- What is required
Print nothing except the lines of the listing below from the line with "pub type HardforkId = u32;" to the line with "Latest defined version", each exactly as written, both ends included.

- Supplied records
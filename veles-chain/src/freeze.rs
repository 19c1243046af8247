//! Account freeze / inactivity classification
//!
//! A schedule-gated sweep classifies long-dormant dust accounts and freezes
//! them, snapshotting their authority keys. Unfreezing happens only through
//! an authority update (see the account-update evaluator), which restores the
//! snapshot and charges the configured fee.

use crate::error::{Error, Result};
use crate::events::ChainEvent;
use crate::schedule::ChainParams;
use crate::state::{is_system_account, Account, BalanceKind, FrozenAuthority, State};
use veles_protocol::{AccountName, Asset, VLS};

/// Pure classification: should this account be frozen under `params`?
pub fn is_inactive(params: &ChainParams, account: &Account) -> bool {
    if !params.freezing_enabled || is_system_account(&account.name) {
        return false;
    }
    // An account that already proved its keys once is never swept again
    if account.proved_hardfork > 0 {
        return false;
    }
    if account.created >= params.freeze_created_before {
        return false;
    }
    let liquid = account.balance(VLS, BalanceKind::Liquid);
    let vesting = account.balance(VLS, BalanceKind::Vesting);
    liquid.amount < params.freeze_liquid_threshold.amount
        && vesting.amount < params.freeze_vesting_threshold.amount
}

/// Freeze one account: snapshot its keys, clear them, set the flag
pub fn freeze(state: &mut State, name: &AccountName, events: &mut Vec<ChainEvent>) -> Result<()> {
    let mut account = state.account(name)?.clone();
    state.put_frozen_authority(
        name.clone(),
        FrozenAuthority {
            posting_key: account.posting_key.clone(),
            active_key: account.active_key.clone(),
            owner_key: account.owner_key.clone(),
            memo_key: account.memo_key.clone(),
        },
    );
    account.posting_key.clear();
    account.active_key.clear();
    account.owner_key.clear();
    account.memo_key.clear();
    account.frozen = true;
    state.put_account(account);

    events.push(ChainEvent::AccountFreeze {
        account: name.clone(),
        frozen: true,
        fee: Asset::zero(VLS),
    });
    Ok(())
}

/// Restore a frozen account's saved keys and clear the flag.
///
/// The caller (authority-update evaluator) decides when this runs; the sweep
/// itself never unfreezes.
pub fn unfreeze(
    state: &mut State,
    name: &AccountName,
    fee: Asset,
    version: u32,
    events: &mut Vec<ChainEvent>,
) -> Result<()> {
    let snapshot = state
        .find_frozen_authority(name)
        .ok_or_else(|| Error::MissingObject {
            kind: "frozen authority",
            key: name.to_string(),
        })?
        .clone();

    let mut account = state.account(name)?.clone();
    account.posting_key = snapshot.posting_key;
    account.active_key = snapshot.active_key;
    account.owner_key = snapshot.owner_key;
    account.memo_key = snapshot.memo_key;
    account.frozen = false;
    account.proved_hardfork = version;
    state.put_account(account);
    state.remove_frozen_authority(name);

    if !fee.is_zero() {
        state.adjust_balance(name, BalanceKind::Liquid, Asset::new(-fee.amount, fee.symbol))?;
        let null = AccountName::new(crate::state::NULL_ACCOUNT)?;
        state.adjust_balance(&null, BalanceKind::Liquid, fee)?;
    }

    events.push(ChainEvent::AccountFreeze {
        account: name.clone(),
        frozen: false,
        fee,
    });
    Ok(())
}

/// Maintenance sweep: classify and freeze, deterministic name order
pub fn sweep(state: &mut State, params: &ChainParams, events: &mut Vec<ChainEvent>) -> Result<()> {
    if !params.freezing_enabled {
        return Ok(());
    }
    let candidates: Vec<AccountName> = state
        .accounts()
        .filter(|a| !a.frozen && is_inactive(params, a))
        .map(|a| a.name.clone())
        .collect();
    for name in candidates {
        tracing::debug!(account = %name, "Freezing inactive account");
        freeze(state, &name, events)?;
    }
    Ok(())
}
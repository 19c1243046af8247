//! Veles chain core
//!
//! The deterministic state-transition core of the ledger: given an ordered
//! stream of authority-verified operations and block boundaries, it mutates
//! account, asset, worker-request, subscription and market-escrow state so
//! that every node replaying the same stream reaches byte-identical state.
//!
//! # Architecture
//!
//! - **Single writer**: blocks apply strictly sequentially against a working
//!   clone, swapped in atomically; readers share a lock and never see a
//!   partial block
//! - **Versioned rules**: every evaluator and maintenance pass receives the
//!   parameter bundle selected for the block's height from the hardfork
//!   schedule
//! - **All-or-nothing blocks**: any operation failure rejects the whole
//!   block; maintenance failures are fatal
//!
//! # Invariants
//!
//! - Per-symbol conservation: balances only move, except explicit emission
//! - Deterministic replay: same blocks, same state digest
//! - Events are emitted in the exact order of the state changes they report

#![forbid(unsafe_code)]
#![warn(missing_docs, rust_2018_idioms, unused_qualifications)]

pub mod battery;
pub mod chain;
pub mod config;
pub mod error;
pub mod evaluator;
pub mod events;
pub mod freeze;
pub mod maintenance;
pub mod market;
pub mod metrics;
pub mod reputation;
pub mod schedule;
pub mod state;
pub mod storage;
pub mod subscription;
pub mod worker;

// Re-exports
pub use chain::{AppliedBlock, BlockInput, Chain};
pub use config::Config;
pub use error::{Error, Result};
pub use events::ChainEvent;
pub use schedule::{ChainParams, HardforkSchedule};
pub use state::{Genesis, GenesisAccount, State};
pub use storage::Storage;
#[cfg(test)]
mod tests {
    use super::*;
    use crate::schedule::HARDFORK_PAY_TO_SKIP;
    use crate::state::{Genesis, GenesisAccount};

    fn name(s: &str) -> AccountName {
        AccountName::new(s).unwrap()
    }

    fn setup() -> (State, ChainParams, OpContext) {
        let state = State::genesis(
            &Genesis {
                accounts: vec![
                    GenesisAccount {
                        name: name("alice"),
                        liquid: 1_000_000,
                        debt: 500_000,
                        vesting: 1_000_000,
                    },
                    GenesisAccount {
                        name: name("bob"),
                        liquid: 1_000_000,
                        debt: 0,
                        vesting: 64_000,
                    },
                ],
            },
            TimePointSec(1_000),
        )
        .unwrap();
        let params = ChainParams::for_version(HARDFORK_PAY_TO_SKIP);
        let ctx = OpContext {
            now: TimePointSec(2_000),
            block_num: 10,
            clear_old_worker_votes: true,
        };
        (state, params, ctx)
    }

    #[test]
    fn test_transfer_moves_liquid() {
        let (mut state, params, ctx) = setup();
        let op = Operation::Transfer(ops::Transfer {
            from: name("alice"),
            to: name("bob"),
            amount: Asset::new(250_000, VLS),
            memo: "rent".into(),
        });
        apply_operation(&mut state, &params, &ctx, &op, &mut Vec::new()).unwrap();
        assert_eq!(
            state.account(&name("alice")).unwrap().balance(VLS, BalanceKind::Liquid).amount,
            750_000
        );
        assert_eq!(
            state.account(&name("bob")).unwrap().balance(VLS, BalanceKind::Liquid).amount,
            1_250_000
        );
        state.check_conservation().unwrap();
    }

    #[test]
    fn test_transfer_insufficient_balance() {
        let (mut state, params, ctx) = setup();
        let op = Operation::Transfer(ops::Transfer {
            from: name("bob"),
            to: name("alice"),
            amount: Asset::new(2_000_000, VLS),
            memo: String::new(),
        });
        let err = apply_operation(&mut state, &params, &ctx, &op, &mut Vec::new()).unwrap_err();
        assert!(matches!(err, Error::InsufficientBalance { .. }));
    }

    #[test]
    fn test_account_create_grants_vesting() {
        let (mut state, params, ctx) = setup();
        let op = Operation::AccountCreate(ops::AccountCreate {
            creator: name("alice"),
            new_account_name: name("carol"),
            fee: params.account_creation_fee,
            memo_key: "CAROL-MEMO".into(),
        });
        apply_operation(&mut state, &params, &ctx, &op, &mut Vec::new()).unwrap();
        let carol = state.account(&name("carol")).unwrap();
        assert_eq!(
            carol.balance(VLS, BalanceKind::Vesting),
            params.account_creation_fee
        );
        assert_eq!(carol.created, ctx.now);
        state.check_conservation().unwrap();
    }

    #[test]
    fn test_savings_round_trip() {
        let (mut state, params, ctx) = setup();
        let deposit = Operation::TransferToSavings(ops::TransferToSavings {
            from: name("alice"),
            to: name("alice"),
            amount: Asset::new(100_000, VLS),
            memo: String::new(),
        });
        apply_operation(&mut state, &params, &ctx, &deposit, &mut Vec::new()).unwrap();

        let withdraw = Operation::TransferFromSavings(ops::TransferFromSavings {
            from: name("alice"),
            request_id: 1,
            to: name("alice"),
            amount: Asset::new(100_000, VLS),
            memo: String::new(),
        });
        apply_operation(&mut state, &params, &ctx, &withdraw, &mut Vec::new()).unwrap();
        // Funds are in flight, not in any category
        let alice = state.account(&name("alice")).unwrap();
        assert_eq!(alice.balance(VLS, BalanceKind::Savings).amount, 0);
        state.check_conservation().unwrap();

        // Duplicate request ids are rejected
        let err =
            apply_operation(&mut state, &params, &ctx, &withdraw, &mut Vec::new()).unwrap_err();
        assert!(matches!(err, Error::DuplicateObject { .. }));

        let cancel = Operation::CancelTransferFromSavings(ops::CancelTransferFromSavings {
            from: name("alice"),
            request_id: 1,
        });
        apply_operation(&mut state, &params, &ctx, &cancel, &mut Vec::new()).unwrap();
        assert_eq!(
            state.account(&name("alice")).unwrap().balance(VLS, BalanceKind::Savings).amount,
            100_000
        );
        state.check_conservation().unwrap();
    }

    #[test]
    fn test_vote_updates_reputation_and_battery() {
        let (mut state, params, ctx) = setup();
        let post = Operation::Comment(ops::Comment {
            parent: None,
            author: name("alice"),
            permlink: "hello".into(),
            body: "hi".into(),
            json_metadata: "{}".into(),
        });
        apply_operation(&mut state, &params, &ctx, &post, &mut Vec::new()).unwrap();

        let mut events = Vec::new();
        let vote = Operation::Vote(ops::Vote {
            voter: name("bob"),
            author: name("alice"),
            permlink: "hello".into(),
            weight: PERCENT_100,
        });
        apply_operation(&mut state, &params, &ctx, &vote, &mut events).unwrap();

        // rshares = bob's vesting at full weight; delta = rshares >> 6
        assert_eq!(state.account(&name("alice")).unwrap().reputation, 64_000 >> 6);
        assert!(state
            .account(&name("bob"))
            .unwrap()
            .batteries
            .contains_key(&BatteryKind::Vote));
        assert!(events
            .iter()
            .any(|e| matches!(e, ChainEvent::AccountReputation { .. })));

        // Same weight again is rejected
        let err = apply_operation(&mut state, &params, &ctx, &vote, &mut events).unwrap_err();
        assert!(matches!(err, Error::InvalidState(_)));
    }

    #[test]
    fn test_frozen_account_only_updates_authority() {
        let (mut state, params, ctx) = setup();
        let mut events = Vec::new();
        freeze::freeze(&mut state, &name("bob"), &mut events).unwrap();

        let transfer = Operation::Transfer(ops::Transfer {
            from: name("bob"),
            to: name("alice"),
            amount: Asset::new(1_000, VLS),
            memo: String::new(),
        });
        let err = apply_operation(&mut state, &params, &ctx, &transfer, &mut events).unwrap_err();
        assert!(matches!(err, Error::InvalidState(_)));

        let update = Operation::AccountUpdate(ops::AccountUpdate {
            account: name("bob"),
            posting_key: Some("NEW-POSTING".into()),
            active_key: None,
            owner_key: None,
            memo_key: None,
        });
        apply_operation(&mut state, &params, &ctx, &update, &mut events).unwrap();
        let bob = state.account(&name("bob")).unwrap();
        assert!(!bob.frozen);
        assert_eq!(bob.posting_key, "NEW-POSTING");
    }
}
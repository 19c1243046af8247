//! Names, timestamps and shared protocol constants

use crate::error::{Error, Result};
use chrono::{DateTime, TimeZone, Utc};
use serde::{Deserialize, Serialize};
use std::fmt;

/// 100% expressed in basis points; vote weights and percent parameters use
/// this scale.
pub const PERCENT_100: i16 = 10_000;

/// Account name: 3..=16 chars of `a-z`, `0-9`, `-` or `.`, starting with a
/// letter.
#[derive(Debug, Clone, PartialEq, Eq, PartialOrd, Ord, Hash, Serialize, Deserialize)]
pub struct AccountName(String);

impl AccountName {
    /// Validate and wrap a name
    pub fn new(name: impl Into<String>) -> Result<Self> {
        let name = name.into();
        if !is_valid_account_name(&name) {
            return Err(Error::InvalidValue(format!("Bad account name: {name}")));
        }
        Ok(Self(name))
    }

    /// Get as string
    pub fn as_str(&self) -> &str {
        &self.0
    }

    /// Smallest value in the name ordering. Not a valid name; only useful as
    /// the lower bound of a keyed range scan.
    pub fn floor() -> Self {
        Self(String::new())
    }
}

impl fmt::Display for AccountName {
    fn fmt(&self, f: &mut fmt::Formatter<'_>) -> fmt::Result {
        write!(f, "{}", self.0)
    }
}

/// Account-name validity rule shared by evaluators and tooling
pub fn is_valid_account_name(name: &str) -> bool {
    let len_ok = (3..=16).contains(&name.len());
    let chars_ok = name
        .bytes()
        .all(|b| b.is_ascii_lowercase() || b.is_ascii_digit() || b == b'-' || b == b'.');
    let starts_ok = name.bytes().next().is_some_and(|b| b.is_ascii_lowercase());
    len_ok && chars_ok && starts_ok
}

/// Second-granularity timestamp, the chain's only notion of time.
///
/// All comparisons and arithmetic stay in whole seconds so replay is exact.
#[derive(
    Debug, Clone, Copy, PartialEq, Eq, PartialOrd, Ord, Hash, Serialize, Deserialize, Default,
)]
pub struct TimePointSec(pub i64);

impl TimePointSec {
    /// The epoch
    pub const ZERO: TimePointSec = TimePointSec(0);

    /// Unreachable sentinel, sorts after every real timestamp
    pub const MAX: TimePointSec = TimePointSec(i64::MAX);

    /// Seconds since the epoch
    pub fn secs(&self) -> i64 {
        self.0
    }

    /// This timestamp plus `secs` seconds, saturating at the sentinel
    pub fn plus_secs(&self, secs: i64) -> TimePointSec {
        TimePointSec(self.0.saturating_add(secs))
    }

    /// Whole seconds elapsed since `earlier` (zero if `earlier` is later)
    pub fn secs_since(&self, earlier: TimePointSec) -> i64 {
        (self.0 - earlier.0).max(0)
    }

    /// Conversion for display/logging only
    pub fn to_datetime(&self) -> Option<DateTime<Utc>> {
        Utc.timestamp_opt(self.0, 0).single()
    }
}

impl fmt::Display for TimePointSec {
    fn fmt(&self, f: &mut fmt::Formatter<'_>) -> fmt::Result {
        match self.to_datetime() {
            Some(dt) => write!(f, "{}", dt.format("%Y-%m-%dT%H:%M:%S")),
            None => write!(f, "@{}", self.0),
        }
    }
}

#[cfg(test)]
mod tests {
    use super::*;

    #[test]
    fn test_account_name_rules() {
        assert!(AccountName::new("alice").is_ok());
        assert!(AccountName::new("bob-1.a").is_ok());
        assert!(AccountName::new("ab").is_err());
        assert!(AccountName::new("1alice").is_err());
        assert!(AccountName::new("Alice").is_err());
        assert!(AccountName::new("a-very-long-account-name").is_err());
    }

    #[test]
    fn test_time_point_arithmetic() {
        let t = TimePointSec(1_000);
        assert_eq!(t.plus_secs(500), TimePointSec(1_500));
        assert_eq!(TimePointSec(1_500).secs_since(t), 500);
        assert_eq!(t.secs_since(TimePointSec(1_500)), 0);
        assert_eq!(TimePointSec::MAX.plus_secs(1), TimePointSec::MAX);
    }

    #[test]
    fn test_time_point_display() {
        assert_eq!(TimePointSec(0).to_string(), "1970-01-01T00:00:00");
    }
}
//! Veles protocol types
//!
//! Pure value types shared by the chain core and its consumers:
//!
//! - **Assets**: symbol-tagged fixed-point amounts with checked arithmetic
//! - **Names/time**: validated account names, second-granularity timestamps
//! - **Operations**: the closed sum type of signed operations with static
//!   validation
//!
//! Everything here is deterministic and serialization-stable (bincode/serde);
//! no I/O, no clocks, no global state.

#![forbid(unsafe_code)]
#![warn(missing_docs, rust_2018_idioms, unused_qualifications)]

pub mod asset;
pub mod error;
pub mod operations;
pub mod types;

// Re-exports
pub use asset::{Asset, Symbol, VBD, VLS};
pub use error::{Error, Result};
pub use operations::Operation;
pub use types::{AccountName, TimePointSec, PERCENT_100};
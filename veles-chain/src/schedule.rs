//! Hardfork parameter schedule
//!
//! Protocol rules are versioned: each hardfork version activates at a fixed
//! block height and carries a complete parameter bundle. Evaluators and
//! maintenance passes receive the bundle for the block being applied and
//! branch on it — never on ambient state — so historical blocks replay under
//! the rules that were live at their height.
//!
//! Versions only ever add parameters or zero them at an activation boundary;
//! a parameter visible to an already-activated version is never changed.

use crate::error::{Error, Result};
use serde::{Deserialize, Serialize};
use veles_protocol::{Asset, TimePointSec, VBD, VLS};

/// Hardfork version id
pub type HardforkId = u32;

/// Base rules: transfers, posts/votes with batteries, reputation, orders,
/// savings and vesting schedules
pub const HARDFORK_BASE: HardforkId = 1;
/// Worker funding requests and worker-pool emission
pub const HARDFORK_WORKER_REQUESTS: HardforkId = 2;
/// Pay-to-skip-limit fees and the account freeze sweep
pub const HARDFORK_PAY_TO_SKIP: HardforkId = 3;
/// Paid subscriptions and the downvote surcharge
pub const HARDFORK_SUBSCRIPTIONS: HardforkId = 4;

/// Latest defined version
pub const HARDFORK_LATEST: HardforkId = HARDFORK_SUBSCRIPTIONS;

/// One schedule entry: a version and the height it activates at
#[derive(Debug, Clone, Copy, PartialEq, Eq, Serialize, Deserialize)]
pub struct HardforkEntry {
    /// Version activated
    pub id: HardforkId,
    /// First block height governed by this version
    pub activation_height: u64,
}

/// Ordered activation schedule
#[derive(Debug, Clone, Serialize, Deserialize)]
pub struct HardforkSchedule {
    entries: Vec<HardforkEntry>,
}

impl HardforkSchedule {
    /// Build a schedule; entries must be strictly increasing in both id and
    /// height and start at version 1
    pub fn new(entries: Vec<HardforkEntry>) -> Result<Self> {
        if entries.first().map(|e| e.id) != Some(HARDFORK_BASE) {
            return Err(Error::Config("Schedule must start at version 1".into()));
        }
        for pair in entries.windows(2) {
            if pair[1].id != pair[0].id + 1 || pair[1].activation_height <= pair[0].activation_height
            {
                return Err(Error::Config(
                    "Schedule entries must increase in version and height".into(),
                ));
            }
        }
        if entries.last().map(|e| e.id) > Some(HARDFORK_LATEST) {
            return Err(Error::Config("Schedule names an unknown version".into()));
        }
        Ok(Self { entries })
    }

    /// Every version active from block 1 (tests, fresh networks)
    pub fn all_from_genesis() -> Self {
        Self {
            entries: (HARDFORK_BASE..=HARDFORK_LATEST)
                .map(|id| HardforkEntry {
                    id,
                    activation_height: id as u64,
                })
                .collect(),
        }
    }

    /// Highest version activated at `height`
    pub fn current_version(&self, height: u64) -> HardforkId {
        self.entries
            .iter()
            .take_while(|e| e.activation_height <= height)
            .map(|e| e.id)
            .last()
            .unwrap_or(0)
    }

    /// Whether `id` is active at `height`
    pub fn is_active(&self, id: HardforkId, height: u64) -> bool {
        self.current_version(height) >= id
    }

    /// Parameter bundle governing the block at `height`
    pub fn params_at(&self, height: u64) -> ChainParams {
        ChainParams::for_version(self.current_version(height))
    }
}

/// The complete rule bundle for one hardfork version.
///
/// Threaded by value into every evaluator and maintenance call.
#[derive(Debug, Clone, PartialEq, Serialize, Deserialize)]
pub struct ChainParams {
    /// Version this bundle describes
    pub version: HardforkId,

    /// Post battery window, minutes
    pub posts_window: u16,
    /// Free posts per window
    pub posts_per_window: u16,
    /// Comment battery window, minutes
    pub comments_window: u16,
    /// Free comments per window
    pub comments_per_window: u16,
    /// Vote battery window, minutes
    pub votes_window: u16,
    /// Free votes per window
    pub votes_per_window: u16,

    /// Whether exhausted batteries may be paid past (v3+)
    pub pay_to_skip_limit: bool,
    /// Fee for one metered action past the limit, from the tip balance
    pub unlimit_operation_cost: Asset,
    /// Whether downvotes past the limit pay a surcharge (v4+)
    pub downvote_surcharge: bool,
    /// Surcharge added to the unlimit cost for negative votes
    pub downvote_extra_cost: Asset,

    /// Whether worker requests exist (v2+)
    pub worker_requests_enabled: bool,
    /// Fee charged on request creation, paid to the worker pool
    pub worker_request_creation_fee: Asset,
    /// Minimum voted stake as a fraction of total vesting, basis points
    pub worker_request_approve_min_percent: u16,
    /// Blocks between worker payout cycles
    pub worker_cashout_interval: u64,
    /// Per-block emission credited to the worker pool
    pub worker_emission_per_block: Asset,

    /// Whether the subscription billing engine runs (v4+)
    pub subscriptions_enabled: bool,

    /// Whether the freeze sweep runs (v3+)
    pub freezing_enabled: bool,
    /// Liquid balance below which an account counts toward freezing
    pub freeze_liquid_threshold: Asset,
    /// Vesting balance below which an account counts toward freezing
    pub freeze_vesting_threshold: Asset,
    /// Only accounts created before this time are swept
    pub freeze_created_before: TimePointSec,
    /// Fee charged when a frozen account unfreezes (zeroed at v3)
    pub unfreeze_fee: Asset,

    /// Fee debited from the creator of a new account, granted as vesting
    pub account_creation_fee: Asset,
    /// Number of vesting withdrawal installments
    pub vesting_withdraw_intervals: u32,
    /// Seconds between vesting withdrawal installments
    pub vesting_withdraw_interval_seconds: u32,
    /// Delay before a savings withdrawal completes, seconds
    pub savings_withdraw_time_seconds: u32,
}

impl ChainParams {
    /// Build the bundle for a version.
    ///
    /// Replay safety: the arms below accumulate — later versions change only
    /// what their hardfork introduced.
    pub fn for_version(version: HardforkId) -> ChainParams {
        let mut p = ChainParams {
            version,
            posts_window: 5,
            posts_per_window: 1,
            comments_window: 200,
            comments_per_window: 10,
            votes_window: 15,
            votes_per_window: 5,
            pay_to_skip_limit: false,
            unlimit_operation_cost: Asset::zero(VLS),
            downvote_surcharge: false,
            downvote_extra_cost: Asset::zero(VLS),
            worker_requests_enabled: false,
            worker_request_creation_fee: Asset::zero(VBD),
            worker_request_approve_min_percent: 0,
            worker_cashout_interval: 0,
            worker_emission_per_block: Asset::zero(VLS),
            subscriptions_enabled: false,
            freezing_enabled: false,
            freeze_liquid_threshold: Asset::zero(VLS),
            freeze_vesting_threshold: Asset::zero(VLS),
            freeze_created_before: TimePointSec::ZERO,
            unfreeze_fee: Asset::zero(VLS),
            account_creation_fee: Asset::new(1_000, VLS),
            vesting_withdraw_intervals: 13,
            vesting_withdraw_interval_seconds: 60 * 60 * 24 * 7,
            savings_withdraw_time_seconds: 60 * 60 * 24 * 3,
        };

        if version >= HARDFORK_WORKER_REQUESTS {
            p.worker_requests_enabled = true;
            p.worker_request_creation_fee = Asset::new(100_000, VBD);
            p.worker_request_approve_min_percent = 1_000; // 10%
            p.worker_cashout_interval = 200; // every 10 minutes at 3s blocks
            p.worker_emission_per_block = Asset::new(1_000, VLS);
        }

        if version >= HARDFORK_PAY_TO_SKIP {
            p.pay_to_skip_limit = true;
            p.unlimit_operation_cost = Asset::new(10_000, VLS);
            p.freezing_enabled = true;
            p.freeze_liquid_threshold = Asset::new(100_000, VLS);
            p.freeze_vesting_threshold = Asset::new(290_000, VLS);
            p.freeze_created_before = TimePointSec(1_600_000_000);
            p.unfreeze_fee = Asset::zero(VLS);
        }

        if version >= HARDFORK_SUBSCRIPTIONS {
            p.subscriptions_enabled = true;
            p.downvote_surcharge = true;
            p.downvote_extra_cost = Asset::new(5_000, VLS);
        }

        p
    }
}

- Response box
pub type HardforkId = u32;

/// Base rules: transfers, posts/votes with batteries, reputation, orders,
/// savings and vesting schedules
pub const HARDFORK_BASE: HardforkId = 1;
/// Worker funding requests and worker-pool emission
pub const HARDFORK_WORKER_REQUESTS: HardforkId = 2;
/// Pay-to-skip-limit fees and the account freeze sweep
pub const HARDFORK_PAY_TO_SKIP: HardforkId = 3;
/// Paid subscriptions and the downvote surcharge
pub const HARDFORK_SUBSCRIPTIONS: HardforkId = 4;

/// Latest defined version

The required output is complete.